In early February, Karl Rove, the architect of President George W. Bush’s 2000 and 2004 campaigns, announced a new endeavor, the Conservative Victory Project, designed to recruit and support Republican candidates for Congress.

Many Tea Party supporters have interpreted the initiative as an effort to defeat their candidates in party primaries. Indeed, some see it as the opening salvo in a Republican civil war. President Obama’s State of the Union address was met with dueling rebuttals — the formal opposition party’s given by Sen. Marco Rubio of Florida and one by the Tea Party presented by Sen. Rand Paul of Kentucky.

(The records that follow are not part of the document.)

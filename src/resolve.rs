use std::{
    fmt::Debug,
    io,
    path::{Path, PathBuf},
};

use log::debug;
use rayon::prelude::*;
use serde::{Deserialize, Serialize};

use crate::{
    compiler_options::{copy_compiler_options, derive_update_files},
    error::Error,
    expand::{GlobExpander, TemplateProcessor},
    file_set::{resolve_file_set, resolve_output_locations},
    locate::{locate_config, merge_descriptors, ConfigDescriptor, DEFAULT_PROJECT_FILE},
    options::{collect_globs, EffectiveOptions, TargetOptions},
    path::{absolutize, ProjectPivot},
    project_file::{load_project_file, overwrite_files_glob, validate, ProjectFile},
};

/// Everything one resolution needs to remember between steps. Owned by a
/// single call to [`Resolver::resolve`], so concurrent resolutions never
/// observe each other's state.
#[derive(Debug)]
struct ResolveContext {
    /// Build-level `src` globs, build-root-relative.
    globs: Option<Vec<String>>,
    /// Absolute path of the project file.
    config_file: PathBuf,
    pivot: ProjectPivot,
}

/// One target to resolve with [`Resolver::resolve_all`].
#[derive(Clone, Debug, Default, Serialize, Deserialize)]
pub struct TargetRequest {
    #[serde(default)]
    pub options: EffectiveOptions,
    #[serde(default)]
    pub task: TargetOptions,
    #[serde(default)]
    pub target: TargetOptions,
}

/// Merges project files into build options.
///
/// Relative paths in settings are interpreted against `build_root`, which
/// plays the role of the build tool's working directory.
pub struct Resolver<'a> {
    build_root: PathBuf,
    templates: &'a dyn TemplateProcessor,
    glob_expander: &'a dyn GlobExpander,
}

impl Debug for Resolver<'_> {
    fn fmt(&self, f: &mut std::fmt::Formatter<'_>) -> std::fmt::Result {
        f.debug_struct("Resolver")
            .field("build_root", &self.build_root)
            .field("stub_glob_expander", &self.glob_expander.is_stub())
            .finish_non_exhaustive()
    }
}

impl<'a> Resolver<'a> {
    /// `build_root` should be absolute.
    pub fn new<P: AsRef<Path>>(
        build_root: P,
        templates: &'a dyn TemplateProcessor,
        glob_expander: &'a dyn GlobExpander,
    ) -> Self {
        Self {
            build_root: build_root.as_ref().to_owned(),
            templates,
            glob_expander,
        }
    }

    /// Resolve relative to the process's current working directory.
    pub fn from_current_dir(
        templates: &'a dyn TemplateProcessor,
        glob_expander: &'a dyn GlobExpander,
    ) -> io::Result<Self> {
        Ok(Self::new(std::env::current_dir()?, templates, glob_expander))
    }

    pub fn build_root(&self) -> &Path {
        &self.build_root
    }

    /// Merge the project file selected by the task and target options into
    /// `apply_to`.
    ///
    /// Settings the resolver refuses to honour are reported through
    /// `apply_to.errors`, in which case the compilation tasks are left as
    /// they were and the caller must not compile. Problems that leave nothing
    /// usable to return are reported as [`Error`].
    pub fn resolve(
        &self,
        mut apply_to: EffectiveOptions,
        task: &TargetOptions,
        target: &TargetOptions,
    ) -> Result<EffectiveOptions, Error> {
        let globs = collect_globs(task, target, self.templates);
        let task_config = locate_config(task.tsconfig.as_ref(), &self.build_root, self.templates)?;
        let target_config =
            locate_config(target.tsconfig.as_ref(), &self.build_root, self.templates)?;

        let Some(mut descriptor) = merge_descriptors(task_config, target_config, self.templates)
        else {
            debug!("no tsconfig setting, nothing to resolve");
            apply_to.tsconfig = None;
            return Ok(apply_to);
        };

        if descriptor.is_pass_through() {
            debug!("passing tsconfig handling through to the compiler");
            apply_to.ensure_compilation_task();
            descriptor.config_path.get_or_insert_with(|| String::from("."));
            apply_to.tsconfig = Some(descriptor);
            return Ok(apply_to);
        }

        let config_path = descriptor
            .config_path
            .get_or_insert_with(|| DEFAULT_PROJECT_FILE.to_owned())
            .clone();
        let config_file = absolutize(&self.build_root, &config_path);
        let project = load_project_file(&config_file)?;
        debug!("loaded project file {:?}", config_file);

        let valid = validate(&project, &descriptor, &mut apply_to);
        if !valid {
            apply_to.tsconfig = Some(descriptor);
            return Ok(apply_to);
        }

        let pivot = ProjectPivot::new(&self.build_root, &config_file).map_err(|source| {
            Error::ProjectFileLocation {
                path: config_file.clone(),
                source,
            }
        })?;
        let context = ResolveContext {
            globs,
            config_file,
            pivot,
        };
        self.apply_project_file(&context, project, &mut descriptor, &mut apply_to)?;
        apply_to.tsconfig = Some(descriptor);
        Ok(apply_to)
    }

    fn apply_project_file(
        &self,
        context: &ResolveContext,
        mut project: ProjectFile,
        descriptor: &mut ConfigDescriptor,
        apply_to: &mut EffectiveOptions,
    ) -> Result<(), Error> {
        copy_compiler_options(&project, descriptor, apply_to);
        derive_update_files(&project, descriptor);
        apply_to.ensure_compilation_task();

        if descriptor.overwrites_files_glob() {
            let globs = context.globs.as_deref().ok_or(Error::MissingGlobs)?;
            overwrite_files_glob(&context.pivot, &context.config_file, &mut project, globs)?;
        }

        resolve_file_set(
            &project,
            descriptor,
            &context.pivot,
            &context.config_file,
            self.glob_expander,
            apply_to,
        )?;
        resolve_output_locations(&project, &context.pivot, apply_to);
        Ok(())
    }

    /// [`Resolver::resolve`] as a future, for callers that chain resolution
    /// into asynchronous build steps.
    pub async fn resolve_async(
        &self,
        apply_to: EffectiveOptions,
        task: &TargetOptions,
        target: &TargetOptions,
    ) -> Result<EffectiveOptions, Error> {
        self.resolve(apply_to, task, target)
    }

    /// Resolve independent targets in parallel. Results are in request order.
    ///
    /// Targets sharing a project file that needs rewriting race on the write.
    pub fn resolve_all(&self, requests: Vec<TargetRequest>) -> Vec<Result<EffectiveOptions, Error>> {
        let results: Vec<_> = requests
            .into_par_iter()
            .map(|request| self.resolve(request.options, &request.task, &request.target))
            .collect();
        debug!("resolved {} targets", results.len());
        results
    }
}
use serde::{Deserialize, Serialize};

use crate::data::network::Band;
use crate::graph::legend::GraphLegend;
use crate::state::theme::Theme;

/// User-tunable application settings.
#[derive(Debug, Clone, Serialize, Deserialize)]
pub struct Settings {
    pub theme: Theme,
    pub graph_legend: GraphLegend,
    pub band: Band,
    /// Milliseconds between scan cycles.
    pub scan_interval_ms: u64,
}

impl Default for Settings {
    fn default() -> Self {
        Self {
            theme: Theme::default(),
            graph_legend: GraphLegend::default(),
            band: Band::default(),
            scan_interval_ms: 1000,
        }
    }
}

The resulting commotion has begged the question: Is the Tea Party good for the medium-to-long-term electoral prospects of the GOP? The outcomes of recent federal elections are mixed. Tea Party-backed candidates like Sharron Angle (Nevada), Joe Miller (Alaska), and Christine O’Donnell (Delaware) in 2010 and Todd Akin (Missouri) and Richard Mourdock (Indiana) in 2012 lost Senate general elections they should have won.

But in 2010, Paul won one the party well could have lost and “establishment candidates” like Rick Berg (North Dakota), Denny Rehberg (Montana), Tommy Thompson (Wisconsin), and Heather Wilson (New Mexico) failed to grab seats in 2012 that Republicans, desperate to take control of the Senate, should have captured.

Perhaps a better approach is to ask what a Tea Party-dominated GOP would look like. What would its positions on policy issues be? What would its general reputation be like?

The Tea Party has many parts — including the Tea Party Express, Tea Party Patriots, Tea Party Nation, Americans for Prosperity, FreedomWorks, and a caucus of members of Congress. It is heterogeneous and amorphous. It is, however, clear on economic issues and places great emphasis on fiscal responsibility and free markets.

These positions undoubtedly help the GOP. Americans recently have been in populist mood and polls show them supporting additional taxes on wealthier citizens. However, they are deeply concerned with the deficit and a majority understands current spending on entitlements is unsustainable and that structural, rather than incremental, changes to Social Security and Medicare are necessary. Most realize Obama is not serious enough about deficit reduction. Americans still want limited government — 62 percent in a recent Rasmussen poll say they prefer a “smaller government with fewer services” to a “larger government with more services.”

Once they stray from this strictly economic argument, however, Tea Party principles sometimes display faulty logic and can be at odds with conservative orthodoxy.

Perhaps the most egregious example emanates from the first item on the important unofficial Tea Party manifesto called the “Contract from America” — a commitment to prevent Congress from exercising illegal powers by requiring it to state formally the specific provision of the Constitution that allows it to enact legislation under consideration.

This is at the heart of the “constitutional conservatism” argument, but unfortunately the Constitution is not self-executing. To have force, the document requires a human agent. As we have known since 1803 when Chief Justice John Marshall penned the decision in Marbury v. Madison, judges provide this service. Many in the Tea Party would have Congress seek explicit permission from the courts before it could act. Subordination of legislative power like this is precisely what conservatives fought against in the 1960s and 1970s. We generally should defer to legislative bodies, not promote judicial activism.

A Tea Party takeover also would alter the fundamental temperament of the Republican Party. The GOP is used to governing and, as a result, has developed a character suitable to the responsibility. There are times when it has become complacent and has breached the public trust — Watergate, for instance — but the party and many of those within it have a sensibility suited to national political leadership. In fact this has often been an electoral advantage — Democrats, at the time viewed as impetuous and irascible, furnished a stark contrast to Republicans in the 1970s and 1980s.

Some high-profile Tea Party politicians rail against this. They repudiate deliberation and debate and behave as if policy is everything. They seem ignorant of process and the Framers’ system of checks and balances. They seem not to understand Americans’ desire for judicious leadership. I believe it is this temperament — more than its positions — that explains the Tea Party’s fading popularity. In November 2010, 27 percent of Americans supported the Tea Party; today only 18 percent do.

The Tea Party has performed an invaluable service by refocusing the GOP on economic principles from which it had strayed. The movement has a committed and often well-informed group of supporters.

But it would be wise to note that since Ronald Reagan resurrected it, the Republican brand has stood for more than just personal liberty and fiscal constraint. As president, Reagan realized it had been built on 126 years of responsible leadership, national strength, and strategic pragmatism as well.

Andy Taylor is a professor of political science at the School of Public and International Affairs at N.C. State University.